God has scattered them to the winds.
He no longer held them in esteem:
the priests received no honor, the elders no respect.
Lamentations 4:1-16
New International Version
4 [a]How the gold has lost its luster,
the fine gold become dull!
The sacred gems are scattered
at every street corner.(A)
2 How the precious children of Zion,(B)
once worth their weight in gold,
are now considered as pots of clay,
the work of a potter’s hands!
3 Even jackals offer their breasts
to nurse their young,
but my people have become heartless
like ostriches in the desert.(C)
4 Because of thirst(D) the infant’s tongue
sticks to the roof of its mouth;(E)
the children beg for bread,
but no one gives it to them.(F)
5 Those who once ate delicacies
are destitute in the streets.
Those brought up in royal purple(G)
now lie on ash heaps.(H)
6 The punishment of my people
is greater than that of Sodom,(I)
which was overthrown in a moment
without a hand turned to help her.
7 Their princes were brighter than snow
and whiter than milk,
their bodies more ruddy than rubies,
their appearance like lapis lazuli.
8 But now they are blacker(J) than soot;
they are not recognized in the streets.
Their skin has shriveled on their bones;(K)
it has become as dry as a stick.
9 Those killed by the sword are better off
than those who die of famine;(L)
racked with hunger, they waste away
for lack of food from the field.(M)
10 With their own hands compassionate women
have cooked their own children,(N)
who became their food
when my people were destroyed.
11 The Lord has given full vent to his wrath;(O)

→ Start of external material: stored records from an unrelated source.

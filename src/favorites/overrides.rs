//! The override-and-invalidate pipeline stage.
//!
//! Every event the app receives passes through here before it reaches
//! `App::handle_event`. The pipeline keeps the remote cache's view of the
//! two overridable character fields consistent with the favorites store:
//! fulfilled fetch payloads are rewritten from the live store on the way
//! in, and an edit to a favorite evicts exactly the cache entries that
//! could now disagree with it.

use std::sync::Arc;

use tokio::sync::mpsc::UnboundedSender;
use tracing::debug;

use crate::cache::CacheStore;
use crate::event::{ApiEvent, Event, FavoriteAction};
use crate::favorites::store::FavoritesStore;
use crate::swapi::cache::SwapiQuery;
use crate::swapi::types::{Character, CharacterPage};

/// Ordered interception chain over the app's event stream.
///
/// Handlers are pure rewrites except for two permitted collaborator
/// calls: reads of the favorites store (fresh on every event, never a
/// startup snapshot) and the eviction call into the cache store. The
/// pipeline performs no I/O and never fetches.
pub struct OverridePipeline<S: CacheStore> {
  favorites: Arc<FavoritesStore>,
  cache: Arc<S>,
}

impl<S: CacheStore> OverridePipeline<S> {
  pub fn new(favorites: Arc<FavoritesStore>, cache: Arc<S>) -> Self {
    Self { favorites, cache }
  }

  /// Run one event through the chain.
  ///
  /// `follow_up` is the app's own event queue. A field-update is
  /// forwarded unchanged — the store commit happens when it reaches the
  /// handler later this same turn — while its invalidation is enqueued
  /// and therefore runs on a later turn of the loop, strictly after the
  /// commit. Re-fetching is left to the read side.
  pub fn intercept(&self, event: Event, follow_up: &UnboundedSender<Event>) -> Event {
    match event {
      Event::Api(ApiEvent::Characters {
        page,
        search,
        result: Ok(payload),
      }) => Event::Api(ApiEvent::Characters {
        page,
        search,
        result: Ok(self.override_page(payload)),
      }),

      Event::Api(ApiEvent::Character { result: Ok(character) }) => Event::Api(ApiEvent::Character {
        result: Ok(Box::new(self.override_character(*character))),
      }),

      Event::Favorite(FavoriteAction::UpdateFields { id, update }) => {
        let _ = follow_up.send(Event::Invalidate { id: id.clone() });
        Event::Favorite(FavoriteAction::UpdateFields { id, update })
      }

      Event::Invalidate { id } => {
        let evicted = self.cache.invalidate(&SwapiQuery::edit_invalidates(&id));
        debug!(%id, evicted, "invalidated cached queries after favorite edit");
        Event::Invalidate { id }
      }

      // Every other event kind is opaque and passes through unmodified,
      // including planet/film/starship fulfillments: overrides only ever
      // touch the primary character payloads.
      other => other,
    }
  }

  /// Rewrite a listing payload, overriding each favorited character
  /// independently. Produces a fresh payload; the original is consumed.
  fn override_page(&self, payload: CharacterPage) -> CharacterPage {
    let CharacterPage { count, page, results } = payload;
    CharacterPage {
      count,
      page,
      results: results
        .into_iter()
        .map(|c| self.override_character(c))
        .collect(),
    }
  }

  /// Replace the two overridable fields from the favorites record, if one
  /// exists. Non-favorited characters pass through unchanged.
  fn override_character(&self, character: Character) -> Character {
    match self.favorites.get(&character.url) {
      Some(fav) => Character {
        height: fav.height,
        gender: fav.gender,
        ..character
      },
      None => character,
    }
  }
}

impl<S: CacheStore> Clone for OverridePipeline<S> {
  fn clone(&self) -> Self {
    Self {
      favorites: Arc::clone(&self.favorites),
      cache: Arc::clone(&self.cache),
    }
  }
}

#[cfg(test)]
mod tests {
  use tokio::sync::mpsc;

  use super::*;
  use crate::cache::{CacheLayer, CacheSource, MemoryStore, QueryKey};
  use crate::favorites::store::FavoriteUpdate;
  use crate::swapi::types::Gender;

  fn character(url: &str, name: &str, height: &str, gender: Gender) -> Character {
    Character {
      url: url.to_string(),
      name: name.to_string(),
      height: height.to_string(),
      mass: String::new(),
      hair_color: String::new(),
      skin_color: String::new(),
      eye_color: String::new(),
      birth_year: String::new(),
      gender,
      homeworld: String::new(),
      films: Vec::new(),
      starships: Vec::new(),
    }
  }

  fn remote_page() -> CharacterPage {
    CharacterPage {
      count: 3,
      page: 1,
      results: vec![
        character("https://swapi.dev/api/people/1/", "Luke Skywalker", "172", Gender::Male),
        character("https://swapi.dev/api/people/2/", "C-3PO", "167", Gender::NotApplicable),
        character("https://swapi.dev/api/people/3/", "R2-D2", "96", Gender::NotApplicable),
      ],
    }
  }

  fn pipeline() -> (OverridePipeline<MemoryStore>, Arc<FavoritesStore>, Arc<MemoryStore>) {
    let favorites = Arc::new(FavoritesStore::in_memory());
    let cache = Arc::new(MemoryStore::new());
    (
      OverridePipeline::new(Arc::clone(&favorites), Arc::clone(&cache)),
      favorites,
      cache,
    )
  }

  fn listing_event(page: CharacterPage) -> Event {
    Event::Api(ApiEvent::Characters {
      page: 1,
      search: String::new(),
      result: Ok(page),
    })
  }

  fn unwrap_listing(event: Event) -> CharacterPage {
    match event {
      Event::Api(ApiEvent::Characters { result: Ok(page), .. }) => page,
      other => panic!("expected a listing fulfillment, got {:?}", other),
    }
  }

  #[test]
  fn edited_favorite_rewrites_the_listing_payload() {
    let (pipeline, favorites, _) = pipeline();
    let (tx, _rx) = mpsc::unbounded_channel();

    let luke = remote_page().results[0].clone();
    favorites.toggle(&luke);
    favorites.update_fields(
      &luke.url,
      &FavoriteUpdate {
        height: Some("180".to_string()),
        gender: None,
      },
    );

    let page = unwrap_listing(pipeline.intercept(listing_event(remote_page()), &tx));

    assert_eq!(page.results[0].height, "180");
    assert_eq!(page.results[0].gender, Gender::Male);
    // Everything that is not overridable keeps its remote value
    assert_eq!(page.results[0].name, "Luke Skywalker");
  }

  #[test]
  fn mixed_page_overrides_only_the_favorited_entry() {
    let (pipeline, favorites, _) = pipeline();
    let (tx, _rx) = mpsc::unbounded_channel();

    let threepio = remote_page().results[1].clone();
    favorites.toggle(&threepio);
    favorites.update_fields(
      &threepio.url,
      &FavoriteUpdate {
        height: None,
        gender: Some(Gender::Female),
      },
    );

    let page = unwrap_listing(pipeline.intercept(listing_event(remote_page()), &tx));

    assert_eq!(page.results[0].gender, Gender::Male);
    assert_eq!(page.results[1].gender, Gender::Female);
    assert_eq!(page.results[1].height, "167");
    assert_eq!(page.results[2].gender, Gender::NotApplicable);
  }

  #[test]
  fn non_favorited_single_fetch_passes_through_unchanged() {
    let (pipeline, _, _) = pipeline();
    let (tx, _rx) = mpsc::unbounded_channel();

    let luke = remote_page().results[0].clone();
    let event = Event::Api(ApiEvent::Character {
      result: Ok(Box::new(luke.clone())),
    });

    match pipeline.intercept(event, &tx) {
      Event::Api(ApiEvent::Character { result: Ok(c) }) => assert_eq!(*c, luke),
      other => panic!("unexpected event {:?}", other),
    }
  }

  #[test]
  fn single_fetch_of_an_edited_favorite_is_overridden() {
    let (pipeline, favorites, _) = pipeline();
    let (tx, _rx) = mpsc::unbounded_channel();

    let luke = remote_page().results[0].clone();
    favorites.toggle(&luke);
    favorites.update_fields(
      &luke.url,
      &FavoriteUpdate {
        height: Some("180".to_string()),
        gender: Some(Gender::NotApplicable),
      },
    );

    let event = Event::Api(ApiEvent::Character {
      result: Ok(Box::new(luke)),
    });

    match pipeline.intercept(event, &tx) {
      Event::Api(ApiEvent::Character { result: Ok(c) }) => {
        assert_eq!(c.height, "180");
        assert_eq!(c.gender, Gender::NotApplicable);
      }
      other => panic!("unexpected event {:?}", other),
    }
  }

  #[test]
  fn field_update_is_forwarded_and_invalidation_deferred() {
    let (pipeline, favorites, cache) = pipeline();
    let (tx, mut rx) = mpsc::unbounded_channel();

    let luke = remote_page().results[0].clone();
    favorites.toggle(&luke);

    // Seed cache entries a listing and two details would have created
    let seed = |q: &SwapiQuery| cache.put(&q.cache_hash(), serde_json::json!({}), q.tags());
    seed(&SwapiQuery::CharacterList { page: 1, search: String::new() });
    seed(&SwapiQuery::CharacterDetail { id: luke.url.clone() });
    seed(&SwapiQuery::CharacterDetail {
      id: "https://swapi.dev/api/people/2/".to_string(),
    });
    seed(&SwapiQuery::Planet {
      id: "https://swapi.dev/api/planets/1/".to_string(),
    });

    let update = FavoriteUpdate {
      height: Some("180".to_string()),
      gender: None,
    };
    let forwarded = pipeline.intercept(
      Event::Favorite(FavoriteAction::UpdateFields {
        id: luke.url.clone(),
        update: update.clone(),
      }),
      &tx,
    );

    // The action comes back unchanged for the handler to commit, and
    // nothing has been evicted yet
    match &forwarded {
      Event::Favorite(FavoriteAction::UpdateFields { id, update: u }) => {
        assert_eq!(id, &luke.url);
        assert_eq!(u, &update);
      }
      other => panic!("unexpected event {:?}", other),
    }
    assert_eq!(cache.len(), 4);

    // Commit, as the handler would this turn
    favorites.update_fields(&luke.url, &update);

    // The deferred invalidation arrives as a follow-up event; running it
    // through the pipeline evicts listings plus the edited detail only
    let deferred = rx.try_recv().expect("an invalidation should be queued");
    pipeline.intercept(deferred, &tx);

    assert_eq!(cache.len(), 2);
    let live = |q: &SwapiQuery| cache.get(&q.cache_hash()).is_some();
    assert!(!live(&SwapiQuery::CharacterList { page: 1, search: String::new() }));
    assert!(!live(&SwapiQuery::CharacterDetail { id: luke.url.clone() }));
    assert!(live(&SwapiQuery::CharacterDetail {
      id: "https://swapi.dev/api/people/2/".to_string(),
    }));
    assert!(live(&SwapiQuery::Planet {
      id: "https://swapi.dev/api/planets/1/".to_string(),
    }));
  }

  #[tokio::test]
  async fn next_fetch_after_an_edit_reflects_the_new_values() {
    let (pipeline, favorites, store) = pipeline();
    let (tx, mut rx) = mpsc::unbounded_channel();
    let layer = CacheLayer::new(Arc::clone(&store));
    let key = SwapiQuery::CharacterList { page: 1, search: String::new() };

    // The remote always serves the original record
    let fetch_through = || async {
      let result = layer.fetch(&key, || async { Ok(remote_page()) }).await.unwrap();
      let event = pipeline.intercept(
        Event::Api(ApiEvent::Characters {
          page: 1,
          search: String::new(),
          result: Ok(result.data),
        }),
        &tx,
      );
      (result.source, unwrap_listing(event))
    };

    let (source, page) = fetch_through().await;
    assert_eq!(source, CacheSource::Network);
    assert_eq!(page.results[0].height, "172");

    // Favorite and edit Luke
    let luke = remote_page().results[0].clone();
    pipeline.intercept(
      Event::Favorite(FavoriteAction::Toggle(Box::new(luke.clone()))),
      &tx,
    );
    favorites.toggle(&luke);
    let update = FavoriteUpdate {
      height: Some("180".to_string()),
      gender: None,
    };
    pipeline.intercept(
      Event::Favorite(FavoriteAction::UpdateFields {
        id: luke.url.clone(),
        update: update.clone(),
      }),
      &tx,
    );
    favorites.update_fields(&luke.url, &update);
    let deferred = rx.try_recv().unwrap();
    pipeline.intercept(deferred, &tx);

    // The listing entry was evicted, so the next read goes back to the
    // network and the override is re-applied to the fresh remote payload
    let (source, page) = fetch_through().await;
    assert_eq!(source, CacheSource::Network);
    assert_eq!(page.results[0].height, "180");
    assert_eq!(page.results[0].gender, Gender::Male);
    assert_eq!(page.results[1].height, "167");
  }

  #[test]
  fn listing_errors_and_other_events_pass_through() {
    let (pipeline, _, _) = pipeline();
    let (tx, _rx) = mpsc::unbounded_channel();

    let event = Event::Api(ApiEvent::Characters {
      page: 1,
      search: String::new(),
      result: Err("boom".to_string()),
    });
    match pipeline.intercept(event, &tx) {
      Event::Api(ApiEvent::Characters { result: Err(e), .. }) => assert_eq!(e, "boom"),
      other => panic!("unexpected event {:?}", other),
    }

    match pipeline.intercept(Event::Tick, &tx) {
      Event::Tick => {}
      other => panic!("unexpected event {:?}", other),
    }
  }
}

he has poured out(P) his fierce anger.(Q)
He kindled a fire(R) in Zion
that consumed her foundations.(S)
12 The kings of the earth did not believe,
nor did any of the peoples of the world,
that enemies and foes could enter
the gates of Jerusalem.(T)
13 But it happened because of the sins of her prophets
and the iniquities of her priests,(U)
who shed within her
the blood(V) of the righteous.
14 Now they grope through the streets
as if they were blind.(W)
They are so defiled with blood(X)
that no one dares to touch their garments.
Footnotes
- Lamentations 4:1 This chapter is an acrostic poem, the verses of which begin with the successive letters of the Hebrew alphabet.